Cet homme[2] dites-vous, est né jaloux de toute espèce de mérite. Sa manie de tout temps a été de rabaisser, de déchirer ceux qui avaient quelque droit à notre estime. Soit ; mais qu’est-ce que cela fait ? Est-on un sot, parce que cet homme l’a dit ? Non. Qu’en arrive-t-il ? Le cri public s’élève en faveur du mérite rabaissé, déchiré, et il ne reste au censeur injuste que le titre d’envieux et de jaloux.

Cet homme, dites-vous, est ingrat. Son bienfaiteur est-il tombé dans la disgrâce, il lui tourne le dos, et se hâte d’aller encenser l’idole du moment. Soit ; mais qu’est-ce que cela fait ? En méprise-t-on moins l’idole et son encenseur ? Non. Qu’en arrive-t-il ? On dit peut-être de l’homme disgracié qu’il avait mal placé sa faveur, et de l’autre, qu’il est un ingrat.

Cet homme, dites-vous, a fait l’apologie d’un vizir dont les opérations écrasaient les particuliers, sans soulager l’empire.
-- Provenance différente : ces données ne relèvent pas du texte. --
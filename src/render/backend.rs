use image::RgbaImage;

use super::error::RenderError;
use super::shaders::{ProgramRecipe, ShaderStage, ShaderVariant};
use super::texture::TextureId;
use super::uniforms::UniformBlock;
use crate::geometry::MeshData;
use crate::scene::PrimitiveKind;

/// Texture unit the lit texture variants sample from.
pub const TEXTURE_UNIT: u32 = 0;

/// A texture bound for one draw.
#[derive(Debug, Clone, Copy, PartialEq, Eq)]
pub struct TextureBinding {
    pub unit: u32,
    pub texture: TextureId,
}

/// One indexed triangle draw.
#[derive(Debug, Clone, PartialEq)]
pub struct DrawCall {
    pub variant: ShaderVariant,
    pub primitive: PrimitiveKind,
    pub index_count: u32,
    pub uniforms: UniformBlock,
    pub texture: Option<TextureBinding>,
}

/// Everything submitted to the GPU for one frame, in draw order.
///
/// Two equal frames produce identical framebuffers on the same backend.
#[derive(Debug, Clone, PartialEq)]
pub struct Frame {
    pub clear_color: [f32; 4],
    pub draws: Vec<DrawCall>,
}

impl Frame {
    pub fn new(clear_color: [f32; 4]) -> Self {
        Self {
            clear_color,
            draws: Vec::new(),
        }
    }

    pub fn draws_with(&self, variant: ShaderVariant) -> impl Iterator<Item = &DrawCall> {
        self.draws.iter().filter(move |draw| draw.variant == variant)
    }
}

/// The GPU context the renderer drives.
///
/// All calls happen on one logical thread. Objects created through the
/// backend live as long as the backend does.
pub trait RenderBackend {
    /// Compiles one stage of `variant`. The source is retained for linking
    /// even when compilation reports errors.
    fn compile_stage(
        &mut self,
        variant: ShaderVariant,
        stage: ShaderStage,
        source: &str,
    ) -> Result<(), RenderError>;

    /// Links the previously compiled stages of `variant` with the recipe's
    /// attribute bindings and uniform layout.
    fn link_program(
        &mut self,
        variant: ShaderVariant,
        recipe: &ProgramRecipe,
    ) -> Result<(), RenderError>;

    fn has_program(&self, variant: ShaderVariant) -> bool;

    /// Uploads the vertex array for one primitive kind.
    fn upload_mesh(&mut self, kind: PrimitiveKind, mesh: &MeshData) -> Result<(), RenderError>;

    /// Allocates `texture` with a single level.
    fn create_texture(&mut self, texture: TextureId, level0: &RgbaImage)
        -> Result<(), RenderError>;

    /// Replaces the contents of `texture` with a full mip chain.
    fn write_texture(
        &mut self,
        texture: TextureId,
        mip_chain: &[RgbaImage],
    ) -> Result<(), RenderError>;

    fn resize(&mut self, width: u32, height: u32);

    fn submit(&mut self, frame: &Frame) -> Result<(), RenderError>;
}
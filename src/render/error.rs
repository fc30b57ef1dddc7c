use thiserror::Error;

use super::shaders::{ShaderStage, ShaderVariant};
use super::uniforms::MAX_POINT_LIGHTS;

/// Failures raised by the rendering layer.
#[derive(Debug, Error)]
pub enum RenderError {
    /// The GPU context could not be created. Fatal.
    #[error("unable to initialize the GPU context: {0}")]
    ContextCreation(String),
    /// A resource needed by initialization could not be fetched.
    #[error("failed to fetch {name}: {reason}")]
    ResourceFetch { name: String, reason: String },
    #[error("an error occurred compiling the {variant} {stage} shader: {log}")]
    ShaderCompile {
        variant: ShaderVariant,
        stage: ShaderStage,
        log: String,
    },
    #[error("an error occurred linking the {variant} shader program: {log}")]
    ShaderLink { variant: ShaderVariant, log: String },
    #[error(
        "scene has {count} point lights but shaders support at most {max}",
        max = MAX_POINT_LIGHTS
    )]
    TooManyLights { count: usize },
    #[error("camera direction and up vectors are parallel")]
    DegenerateCamera,
    #[error("texture {0} is not known to the texture manager")]
    UnknownTexture(u32),
    #[error("texture #{texture} is {width}x{height}, larger than the {max} texel limit")]
    TextureTooLarge {
        texture: u32,
        width: u32,
        height: u32,
        max: u32,
    },
    #[error("failed to upload texture #{texture}: {log}")]
    TextureUpload { texture: u32, log: String },
    #[error("{variant} draw carries {actual} uniform bytes, expected {expected}")]
    UniformSize {
        variant: ShaderVariant,
        expected: usize,
        actual: usize,
    },
    #[error("surface error: {0}")]
    Surface(String),
}

impl RenderError {
    /// Errors that are surfaced to the user but do not stop rendering.
    pub fn is_recoverable(&self) -> bool {
        !matches!(
            self,
            RenderError::ContextCreation(_) | RenderError::ResourceFetch { .. }
        )
    }
}
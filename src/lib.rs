//! # judgebox
//!
//! This is both an application and a library. The library exposes the pieces of the `judgebox`
//! binary: the command line options, the enumeration of the test data and the judging harness,
//! built on top of the `judgebox-exec`, `judgebox-diff` and `judgebox-lang` crates.

#[macro_use]
extern crate log;

pub mod error;
pub mod judge;
mod opt;
pub mod testdata;
pub mod tools;

pub use opt::*;
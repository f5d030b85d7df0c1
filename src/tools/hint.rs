use std::path::PathBuf;

use anyhow::{Context, Error};
use clap::Parser;
use judgebox_diff::first_mismatch_in_files;

#[derive(Parser, Debug, Clone)]
pub struct HintOpt {
    /// The input given to the candidate
    pub input: PathBuf,

    /// The expected output
    pub expected: PathBuf,

    /// The output produced by the candidate
    pub actual: PathBuf,
}

/// Entry point of `judgebox hint`: prints the first mismatching line, if any, to stderr.
pub fn main_hint(opt: HintOpt) -> Result<(), Error> {
    let mismatch = first_mismatch_in_files(&opt.input, &opt.expected, &opt.actual)
        .context("Failed to read the files to hint about")?;
    match mismatch {
        Some(mismatch) => {
            debug!("First mismatch at line {}", mismatch.line);
            eprintln!("{}", mismatch);
        }
        None => debug!("No line differs"),
    }
    Ok(())
}
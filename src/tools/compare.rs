use std::path::PathBuf;

use anyhow::{Context, Error};
use clap::Parser;
use judgebox_diff::compare;
use judgebox_verdict::Verdict;

#[derive(Parser, Debug, Clone)]
pub struct CompareOpt {
    /// The expected output
    pub expected: PathBuf,

    /// The output produced by the candidate
    pub actual: PathBuf,

    /// An output of this size, in bytes, or larger is not even compared
    #[clap(long = "output-limit", default_value = "33554432")]
    pub output_limit: u64,
}

/// Entry point of `judgebox compare`.
pub fn main_compare(opt: CompareOpt) -> Result<Verdict, Error> {
    let verdict = compare(&opt.expected, &opt.actual, opt.output_limit).with_context(|| {
        format!(
            "Failed to compare {} with {}",
            opt.actual.display(),
            opt.expected.display()
        )
    })?;
    println!("{}", verdict);
    Ok(verdict)
}
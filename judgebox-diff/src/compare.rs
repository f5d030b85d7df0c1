use std::fs::File;
use std::io;
use std::ops::Deref;
use std::path::{Path, PathBuf};

use judgebox_verdict::Verdict;
use memmap2::Mmap;
use thiserror::Error;

/// Error reading one of the compared files.
#[derive(Debug, Error)]
pub enum CompareError {
    /// The file cannot be opened or inspected.
    #[error("cannot open {}", .path.display())]
    Open {
        /// The offending file.
        path: PathBuf,
        /// The underlying error.
        #[source]
        source: io::Error,
    },
    /// The file cannot be mapped in memory.
    #[error("cannot map {} in memory", .path.display())]
    Map {
        /// The offending file.
        path: PathBuf,
        /// The underlying error.
        #[source]
        source: io::Error,
    },
}

/// The content of a file: `mmap(2)` refuses empty mappings.
enum Contents {
    Empty,
    Mapped(Mmap),
}

impl Contents {
    fn open(path: &Path) -> Result<(Contents, u64), CompareError> {
        let open_error = |source| CompareError::Open {
            path: path.to_owned(),
            source,
        };
        let file = File::open(path).map_err(open_error)?;
        let len = file.metadata().map_err(open_error)?.len();
        Ok((Contents::map(path, &file, len)?, len))
    }

    fn map(path: &Path, file: &File, len: u64) -> Result<Contents, CompareError> {
        if len == 0 {
            return Ok(Contents::Empty);
        }
        // SAFETY: the mapping is read-only and the files are not written while being compared.
        let mmap = unsafe { Mmap::map(file) }.map_err(|source| CompareError::Map {
            path: path.to_owned(),
            source,
        })?;
        Ok(Contents::Mapped(mmap))
    }
}

impl Deref for Contents {
    type Target = [u8];

    fn deref(&self) -> &[u8] {
        match self {
            Contents::Empty => &[],
            Contents::Mapped(mmap) => &mmap[..],
        }
    }
}

/// Compare the file produced by the candidate with the expected one.
///
/// An actual output of `max_bytes` bytes or more is `OutputLimitExceeded`, without even reading
/// its content. Otherwise the verdict is the one of [`compare_bytes`].
pub fn compare<P: AsRef<Path>, Q: AsRef<Path>>(
    expected: P,
    actual: Q,
    max_bytes: u64,
) -> Result<Verdict, CompareError> {
    let (expected, actual) = (expected.as_ref(), actual.as_ref());
    let open_error = |source| CompareError::Open {
        path: actual.to_owned(),
        source,
    };
    let actual_file = File::open(actual).map_err(open_error)?;
    let actual_len = actual_file.metadata().map_err(open_error)?.len();
    if actual_len >= max_bytes {
        debug!(
            "{} is {} bytes long, the limit is {}",
            actual.display(),
            actual_len,
            max_bytes
        );
        return Ok(Verdict::OutputLimitExceeded);
    }
    let actual_content = Contents::map(actual, &actual_file, actual_len)?;
    let (expected_content, expected_len) = Contents::open(expected)?;
    let verdict = compare_bytes(&expected_content, &actual_content);
    debug!(
        "Compared {} ({} bytes) with {} ({} bytes): {}",
        expected.display(),
        expected_len,
        actual.display(),
        actual_len,
        verdict
    );
    Ok(verdict)
}

/// Whether the byte is whitespace for the comparison, same as `isspace(3)` in the C locale.
pub fn is_space(byte: u8) -> bool {
    matches!(byte, b' ' | b'\t' | b'\n' | b'\x0B' | b'\x0C' | b'\r')
}

/// Compare an output with the expected one.
///
/// - Two empty outputs are `Accepted`, a single empty one is `WrongAnswer`.
/// - Byte-identical outputs are `Accepted`.
/// - After the common prefix, whitespace is skipped on both sides independently: if the rest of
///   the visible characters match the output is a `PresentationError`, otherwise a `WrongAnswer`.
pub fn compare_bytes(expected: &[u8], actual: &[u8]) -> Verdict {
    match (expected.is_empty(), actual.is_empty()) {
        (true, true) => return Verdict::Accepted,
        (true, false) | (false, true) => return Verdict::WrongAnswer,
        (false, false) => {}
    }
    let common = expected
        .iter()
        .zip(actual)
        .take_while(|(a, b)| a == b)
        .count();
    if common == expected.len() && common == actual.len() {
        return Verdict::Accepted;
    }
    let mut expected = expected[common..].iter().copied().filter(|&b| !is_space(b));
    let mut actual = actual[common..].iter().copied().filter(|&b| !is_space(b));
    loop {
        match (expected.next(), actual.next()) {
            (None, None) => return Verdict::PresentationError,
            (Some(a), Some(b)) if a == b => {}
            _ => return Verdict::WrongAnswer,
        }
    }
}

#[cfg(test)]
mod tests {
    use pretty_assertions::assert_eq;

    use super::*;

    #[test]
    fn test_exact() {
        assert_eq!(compare_bytes(b"5\n", b"5\n"), Verdict::Accepted);
        assert_eq!(compare_bytes(b"", b""), Verdict::Accepted);
        assert_eq!(compare_bytes(b"1 2 3\n4\n", b"1 2 3\n4\n"), Verdict::Accepted);
    }

    #[test]
    fn test_empty_side() {
        assert_eq!(compare_bytes(b"x", b""), Verdict::WrongAnswer);
        assert_eq!(compare_bytes(b"", b"x"), Verdict::WrongAnswer);
        // even if the other side is only whitespace
        assert_eq!(compare_bytes(b"\n", b""), Verdict::WrongAnswer);
    }

    #[test]
    fn test_whitespace_only_differences() {
        assert_eq!(compare_bytes(b"5\n", b"5"), Verdict::PresentationError);
        assert_eq!(compare_bytes(b"5", b"5\n\n"), Verdict::PresentationError);
        assert_eq!(compare_bytes(b"1 2 3\n", b"1  2\t3\r\n"), Verdict::PresentationError);
        assert_eq!(compare_bytes(b"1 2\n", b"1\n2\n"), Verdict::PresentationError);
        assert_eq!(compare_bytes(b"12 3\n", b"1 23\n"), Verdict::PresentationError);
        assert_eq!(compare_bytes(b"a\x0B\x0Cb", b"a b"), Verdict::PresentationError);
    }

    #[test]
    fn test_wrong() {
        assert_eq!(compare_bytes(b"5\n", b"6\n"), Verdict::WrongAnswer);
        assert_eq!(compare_bytes(b"1 2 3\n", b"1 2\n"), Verdict::WrongAnswer);
        assert_eq!(compare_bytes(b"1 2\n", b"1 2 3\n"), Verdict::WrongAnswer);
        assert_eq!(compare_bytes(b"1 2\n", b"1 2 \n3"), Verdict::WrongAnswer);
        assert_eq!(compare_bytes(b"abc", b"abd"), Verdict::WrongAnswer);
    }

    #[test]
    fn test_is_space() {
        for b in [b' ', b'\t', b'\n', b'\r', 0x0B, 0x0C] {
            assert!(is_space(b), "{:?}", b as char);
        }
        for b in [b'a', b'0', 0, 0xA0] {
            assert!(!is_space(b), "{:?}", b as char);
        }
    }
}
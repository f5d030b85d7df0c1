use std::collections::BTreeSet;
use std::ffi::OsStr;
use std::os::unix::ffi::OsStrExt;
use std::path::{Component, Path, PathBuf};

use serde::{Deserialize, Serialize};
use thiserror::Error;

use crate::syscalls;

/// Error building a [`SyscallPolicy`] from a [`PolicySpec`].
#[derive(Debug, Error, PartialEq, Eq)]
pub enum PolicyError {
    /// The syscall name is not known on this architecture.
    #[error("unknown syscall {0:?} on this architecture")]
    UnknownSyscall(String),
    /// Allowed paths and directories must be absolute.
    #[error("allowed path {0:?} is not absolute")]
    RelativePath(PathBuf),
}

/// The serialized form of a policy, as written in a policy file.
#[derive(Debug, Clone, Default, Serialize, Deserialize, PartialEq, Eq)]
#[serde(deny_unknown_fields)]
pub struct PolicySpec {
    /// Names of the allowed syscalls.
    pub syscalls: Vec<String>,
    /// Files the candidate may open.
    #[serde(default)]
    pub paths: Vec<PathBuf>,
    /// Directories whose content the candidate may open.
    #[serde(default)]
    pub dirs: Vec<PathBuf>,
}

/// The allow-lists enforced on a candidate.
///
/// A policy is immutable once built and is shared by reference by every run that uses it.
#[derive(Debug, Clone, PartialEq, Eq)]
pub struct SyscallPolicy {
    /// Numbers of the syscalls the candidate may invoke.
    allowed_syscalls: BTreeSet<i64>,
    /// Exact paths the candidate may open.
    allowed_paths: BTreeSet<PathBuf>,
    /// Directories under which every path may be opened.
    allowed_dirs: Vec<PathBuf>,
}

impl SyscallPolicy {
    /// Build a policy from syscall numbers and exact paths.
    pub fn new<S, P>(syscalls: S, paths: P) -> SyscallPolicy
    where
        S: IntoIterator<Item = i64>,
        P: IntoIterator,
        P::Item: Into<PathBuf>,
    {
        SyscallPolicy {
            allowed_syscalls: syscalls.into_iter().collect(),
            allowed_paths: paths.into_iter().map(Into::into).collect(),
            allowed_dirs: vec![],
        }
    }

    /// Also allow every path under these directories.
    pub fn with_dirs<D>(mut self, dirs: D) -> SyscallPolicy
    where
        D: IntoIterator,
        D::Item: Into<PathBuf>,
    {
        self.allowed_dirs.extend(dirs.into_iter().map(Into::into));
        self
    }

    /// The minimal policy for C and C++ programs on the host architecture.
    pub fn host_default() -> SyscallPolicy {
        let syscalls = syscalls::default_syscalls()
            .iter()
            .filter_map(|name| syscalls::number(name));
        SyscallPolicy::new(syscalls, syscalls::default_paths().iter().copied())
    }

    /// Resolve the names of a [`PolicySpec`] against the host syscall table.
    pub fn from_spec(spec: &PolicySpec) -> Result<SyscallPolicy, PolicyError> {
        let syscalls = spec
            .syscalls
            .iter()
            .map(|name| {
                syscalls::number(name).ok_or_else(|| PolicyError::UnknownSyscall(name.clone()))
            })
            .collect::<Result<Vec<_>, _>>()?;
        if let Some(path) = spec
            .paths
            .iter()
            .chain(spec.dirs.iter())
            .find(|p| !p.is_absolute())
        {
            return Err(PolicyError::RelativePath(path.clone()));
        }
        Ok(SyscallPolicy::new(syscalls, spec.paths.iter().cloned()).with_dirs(spec.dirs.clone()))
    }

    /// Convert back to the serialized form. Syscalls without a known name are dropped.
    pub fn to_spec(&self) -> PolicySpec {
        PolicySpec {
            syscalls: self
                .allowed_syscalls
                .iter()
                .filter_map(|nr| syscalls::name(*nr))
                .map(String::from)
                .collect(),
            paths: self.allowed_paths.iter().cloned().collect(),
            dirs: self.allowed_dirs.clone(),
        }
    }

    /// Whether the candidate may invoke the syscall with this number.
    pub fn is_syscall_allowed(&self, number: i64) -> bool {
        self.allowed_syscalls.contains(&number)
    }

    /// If the syscall opens a file, the index of the argument holding the path to check.
    pub fn path_argument(&self, number: i64) -> Option<usize> {
        syscalls::path_argument(number)
    }

    /// Whether the candidate may open the file at `path`, given as raw bytes read from its
    /// memory.
    ///
    /// Exact paths are compared byte by byte. A directory allows a path only if the path is
    /// absolute, lies under the directory and has no `..` components.
    pub fn is_path_allowed(&self, path: &[u8]) -> bool {
        let path = Path::new(OsStr::from_bytes(path));
        if self.allowed_paths.contains(path) {
            return true;
        }
        if !path.is_absolute() || path.components().any(|c| c == Component::ParentDir) {
            return false;
        }
        self.allowed_dirs.iter().any(|dir| path.starts_with(dir))
    }

    /// The allowed syscall numbers, in increasing order.
    pub fn allowed_syscalls(&self) -> impl Iterator<Item = i64> + '_ {
        self.allowed_syscalls.iter().copied()
    }

    /// The exact paths allowed.
    pub fn allowed_paths(&self) -> impl Iterator<Item = &Path> {
        self.allowed_paths.iter().map(PathBuf::as_path)
    }
}

impl Default for SyscallPolicy {
    fn default() -> Self {
        SyscallPolicy::host_default()
    }
}
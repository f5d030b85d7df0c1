use std::ffi::{OsStr, OsString};
use std::path::Path;

use anyhow::Error;

use crate::languages::{env_flags, gcc_args, Language};

/// Configuration of the C language to use.
#[derive(Clone, Debug)]
pub struct LanguageCConfiguration {
    /// Compiler to use (e.g. `gcc`).
    pub compiler: OsString,
    /// Version of the C standard to use (e.g. `c11`).
    pub std_version: String,
    /// Extra flags to pass to the compiler.
    pub extra_flags: Vec<String>,
}

impl Default for LanguageCConfiguration {
    fn default() -> Self {
        LanguageCConfiguration {
            compiler: "gcc".into(),
            std_version: "c11".into(),
            extra_flags: vec![],
        }
    }
}

impl LanguageCConfiguration {
    /// Get the configuration of C from the environment variables `JB_CC` and `JB_CFLAGS`.
    pub fn from_env() -> Result<LanguageCConfiguration, Error> {
        let default = LanguageCConfiguration::default();
        Ok(LanguageCConfiguration {
            compiler: std::env::var_os("JB_CC").unwrap_or(default.compiler),
            extra_flags: env_flags("JB_CFLAGS")?,
            ..default
        })
    }
}

/// The C language.
#[derive(Debug)]
pub struct LanguageC {
    config: LanguageCConfiguration,
}

impl LanguageC {
    /// Make a new LanguageC using the specified configuration.
    pub fn new(config: LanguageCConfiguration) -> LanguageC {
        LanguageC { config }
    }
}

impl Language for LanguageC {
    fn name(&self) -> &'static str {
        "C / gcc"
    }

    fn extensions(&self) -> Vec<&'static str> {
        vec!["c"]
    }

    fn compiler(&self) -> &OsStr {
        &self.config.compiler
    }

    fn compilation_args(&self, source: &Path, dest: &Path) -> Vec<String> {
        gcc_args(&self.config.std_version, &self.config.extra_flags, source, dest)
    }
}
use clap::Parser;

use judgebox::error::NiceError;
use judgebox::tools::compare::main_compare;
use judgebox::tools::hint::main_hint;
use judgebox::tools::judge::main_judge;
use judgebox::tools::run::main_run;
use judgebox::{Opt, Tool};
use judgebox_verdict::Verdict;

/// Exit status of a malformed invocation.
const EXIT_FAILURE: i32 = 1;

fn main() {
    let base_opt = match Opt::try_parse() {
        Ok(opt) => opt,
        Err(e) => {
            let _ = e.print();
            // --help and --version are not errors
            std::process::exit(if e.use_stderr() { EXIT_FAILURE } else { 0 });
        }
    };
    base_opt.logger.enable_log();

    let code = match base_opt.tool {
        Tool::Run(opt) => main_run(opt).nice_unwrap().map_or(0, Verdict::exit_code),
        Tool::Compare(opt) => main_compare(opt).nice_unwrap().exit_code(),
        Tool::Hint(opt) => {
            main_hint(opt).nice_expect("Cannot find the first mismatch");
            0
        }
        Tool::Judge(opt) => main_judge(opt).nice_unwrap().exit_code(),
    };
    std::process::exit(code);
}
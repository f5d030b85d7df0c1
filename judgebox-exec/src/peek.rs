//! Reading strings out of the address space of a traced process.
//!
//! The only way to look at the memory of the candidate is `PTRACE_PEEKDATA`, which returns one
//! machine word at a time. The address comes from the candidate itself, so every read is bounded
//! and a failed read simply ends the string.

use std::mem::size_of;

use nix::sys::ptrace;
use nix::unistd::Pid;

/// Default bound on the number of words read: enough for a `PATH_MAX` long path.
pub const DEFAULT_MAX_WORDS: usize = 4096 / size_of::<libc::c_long>();

/// Bytes read from the memory of a traced process.
#[derive(Debug, Clone, PartialEq, Eq)]
pub struct PeekedString {
    /// The bytes before the NUL terminator, or everything read if the terminator was not found.
    pub bytes: Vec<u8>,
    /// Whether the NUL terminator was found within the bound.
    pub terminated: bool,
}

/// Read a NUL-terminated string at `address` in the memory of the tracee `pid`, reading at most
/// `max_words` words.
///
/// A word that cannot be read (e.g. an invalid pointer) ends the string as if it were zero.
pub fn read_cstring(pid: Pid, address: u64, max_words: usize) -> PeekedString {
    read_cstring_with(
        |addr| ptrace::read(pid, addr as usize as ptrace::AddressType).ok(),
        address,
        max_words,
    )
}

/// Same as [`read_cstring`] but reading the words with `peek`, which returns `None` when the word
/// at the given address cannot be read.
pub fn read_cstring_with<F>(mut peek: F, address: u64, max_words: usize) -> PeekedString
where
    F: FnMut(u64) -> Option<libc::c_long>,
{
    let word_size = size_of::<libc::c_long>();
    let mut bytes = Vec::with_capacity(max_words.min(DEFAULT_MAX_WORDS) * word_size);
    for index in 0..max_words {
        let Some(addr) = address.checked_add((index * word_size) as u64) else {
            break;
        };
        let Some(word) = peek(addr) else {
            break;
        };
        let chunk = word.to_ne_bytes();
        if let Some(nul) = chunk.iter().position(|&b| b == 0) {
            bytes.extend_from_slice(&chunk[..nul]);
            return PeekedString {
                bytes,
                terminated: true,
            };
        }
        bytes.extend_from_slice(&chunk);
    }
    PeekedString {
        bytes,
        terminated: false,
    }
}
Soit ; mais qu’est-ce que cela fait ? Le peuple en est-il plus opprimé, et le vizir moins digne du mortier d’Amurat ? Non. Et que dit-on du vizir ? On dit en soupirant qu’il est toujours en faveur, et l’on attend. Et de son apologiste ? que c’est un lâche ou un insensé.

Mais ce jaloux est un octogénaire qui tint toute sa vie son fouet levé sur les tyrans, les fanatiques, et les autres grands malfaiteurs de ce monde.

Mais cet ingrat, constant ami de l’humanité, a quelquefois secouru le malheureux dans sa détresse, et vengé l’innocence opprimée.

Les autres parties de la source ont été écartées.